#94 universidade: função vs. valor
vamos parar de pensar "pra que isso serve?" antes que eu fique maluca | tempo de leitura: 8 minutos
oie! seja bem-vinde a mais uma edição da makers :) eu sou hele carmona, jornalista, designer e artista multimídia. no mês passado eu oficialmente concluí minha graduação em design. entre conversas com amigos e textos de agradecimento, me peguei refletindo sobre o quanto o espaço universitário é importante e muito, muito caro pra mim. sei que o anti-intelectualismo está em alta há alguns anos, mas eu não me aguento: eu amo estudar. enquanto é possível e muitíssimo desejável que se aprenda também fora da universidade, essa edição reúne alguns pensamentos sobre a importância de zelar por esse lugar, mesmo diante de uma frustração geral com a academia. vamos?

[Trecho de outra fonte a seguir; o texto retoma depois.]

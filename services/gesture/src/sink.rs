//! Terminal rendering of dispatcher notifications.
//!
//! Streamed text is written as it arrives. Everything else is an activity line
//! prefixed with the local time. Finished artifacts are copied to the
//! clipboard when one is attached.

use crate::clipboard::Clipboard;
use gesture_core::DispatchSink;
use std::io::Write;
use std::sync::{Arc, Mutex, PoisonError};
use tracing::warn;

struct Output<W> {
    writer: W,
    mid_line: bool,
}

pub struct ConsoleSink<W: Write + Send> {
    out: Mutex<Output<W>>,
    clipboard: Option<Arc<dyn Clipboard>>,
}

impl ConsoleSink<std::io::Stdout> {
    pub fn stdout() -> Self {
        Self::new(std::io::stdout())
    }
}

impl<W: Write + Send> ConsoleSink<W> {
    pub fn new(writer: W) -> Self {
        Self {
            out: Mutex::new(Output {
                writer,
                mid_line: false,
            }),
            clipboard: None,
        }
    }

    pub fn with_clipboard(mut self, clipboard: Option<Arc<dyn Clipboard>>) -> Self {
        self.clipboard = clipboard;
        self
    }

    /// Copies `text`, returning whether it landed on the clipboard.
    fn copy_to_clipboard(&self, text: &str) -> bool {
        let Some(clipboard) = &self.clipboard else {
            return false;
        };
        match clipboard.copy(text) {
            Ok(()) => true,
            Err(e) => {
                warn!(error = %e, "Clipboard copy failed");
                self.activity(&format!("✗ Clipboard copy failed: {}", e));
                false
            }
        }
    }

    /// Prints one timestamped activity line.
    pub fn activity(&self, line: &str) {
        self.with_output(|out| {
            if out.mid_line {
                writeln!(out.writer)?;
                out.mid_line = false;
            }
            let ts = chrono::Local::now().format("%H:%M:%S");
            writeln!(out.writer, "[{}] {}", ts, line)
        });
    }

    fn with_output(&self, f: impl FnOnce(&mut Output<W>) -> std::io::Result<()>) {
        let mut out = self.out.lock().unwrap_or_else(PoisonError::into_inner);
        // Write failures are logged and otherwise ignored.
        if let Err(e) = f(&mut out).and_then(|_| out.writer.flush()) {
            tracing::debug!(error = %e, "Console write failed");
        }
    }

    pub fn into_inner(self) -> W {
        self.out
            .into_inner()
            .unwrap_or_else(PoisonError::into_inner)
            .writer
    }
}

impl<W: Write + Send> DispatchSink for ConsoleSink<W> {
    fn status(&self, text: &str) {
        self.activity(text);
    }

    fn chunk(&self, text: &str) {
        self.with_output(|out| {
            out.writer.write_all(text.as_bytes())?;
            out.mid_line = !text.ends_with('\n');
            Ok(())
        });
    }

    fn completed(&self, text: &str, is_fallback: bool) {
        let source = if is_fallback { "cached" } else { "streamed" };
        let copied = self.copy_to_clipboard(text);
        self.activity(&format!(
            "Result ready ({} chars, {}{})",
            text.chars().count(),
            source,
            if copied { "" } else { ", not copied" }
        ));
    }

    fn error(&self, text: &str) {
        self.activity(&format!("✗ {}", text));
    }
}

Uma crise de credibilidade
Quando eu era criança, ouvi muito dos adultos ao meu redor que a educação mudava a vida das pessoas; que os estudos me garantiriam uma vida confortável pra sempre. Sei que as crianças de hoje não escutam o mesmo. A universidade enquanto instituição vem sofrendo golpe atrás de golpe, incluindo mentiras e ataques de motivação política, altos e baixos orçamentários (mais baixos do que altos) e uma crise de credibilidade global. Num cenário de crescente precarização do trabalho, “a própria formação (incluindo a educação) começa a parecer uma farsa, visto que, por si só, não é suficiente para cumprir as promessas de realização profissional e de relativo bem-estar”1.
No final do ano passado, uma matéria no G1 denunciou um esquema que envolvia “influencers mirins” minimizando o valor da educação formal e ostentando uma suposta vida de luxo... conquistada com a venda de cursos como afiliado. “Qual faculdade você pensa em fazer no futuro? Faculdade? Eu já ganho mais que 5 médicos no mês”, declarou uma das crianças em vídeo.

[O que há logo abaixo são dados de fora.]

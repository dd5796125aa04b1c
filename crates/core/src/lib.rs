//! Domain types shared by every taskhub crate.
//!
//! Holds the job model (ids, kinds, payloads, lifecycle records), the
//! artifact naming protocol with its filesystem stager, and the error
//! taxonomy. Has no dependency on the broker, store or HTTP layers.

pub mod artifact;
pub mod error;
pub mod job;
pub mod types;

Ainda tem a sempre crescente lista de pessoas muito bem sucedidas que abandonaram a faculdade, cuja narrativa com frequência ignora todos os outros fatores biográficos e socioeconômicos envolvidos nas tais histórias de sucesso; isso sem mencionar que daria muito mais trabalho fazer a lista de unsuccessful college dropouts.
Função vs. Valor
Eu tenho experimentado com vídeos no TikTok e há um tempo recebi comentários que diziam: “mostra mais dos seus processos! (…) Eu amaria saber mais como vc une o digital (indesign) com o fisico. Metodos de impressao e tecnicas de impressao, dicas de software e de impressao e etc :)) tenho duvidas principalmente tipo como separar a parte q vc quer hotstamping pra botar sabe? minha facul de design é bem teorica e sinto falta dessa parte pratica!”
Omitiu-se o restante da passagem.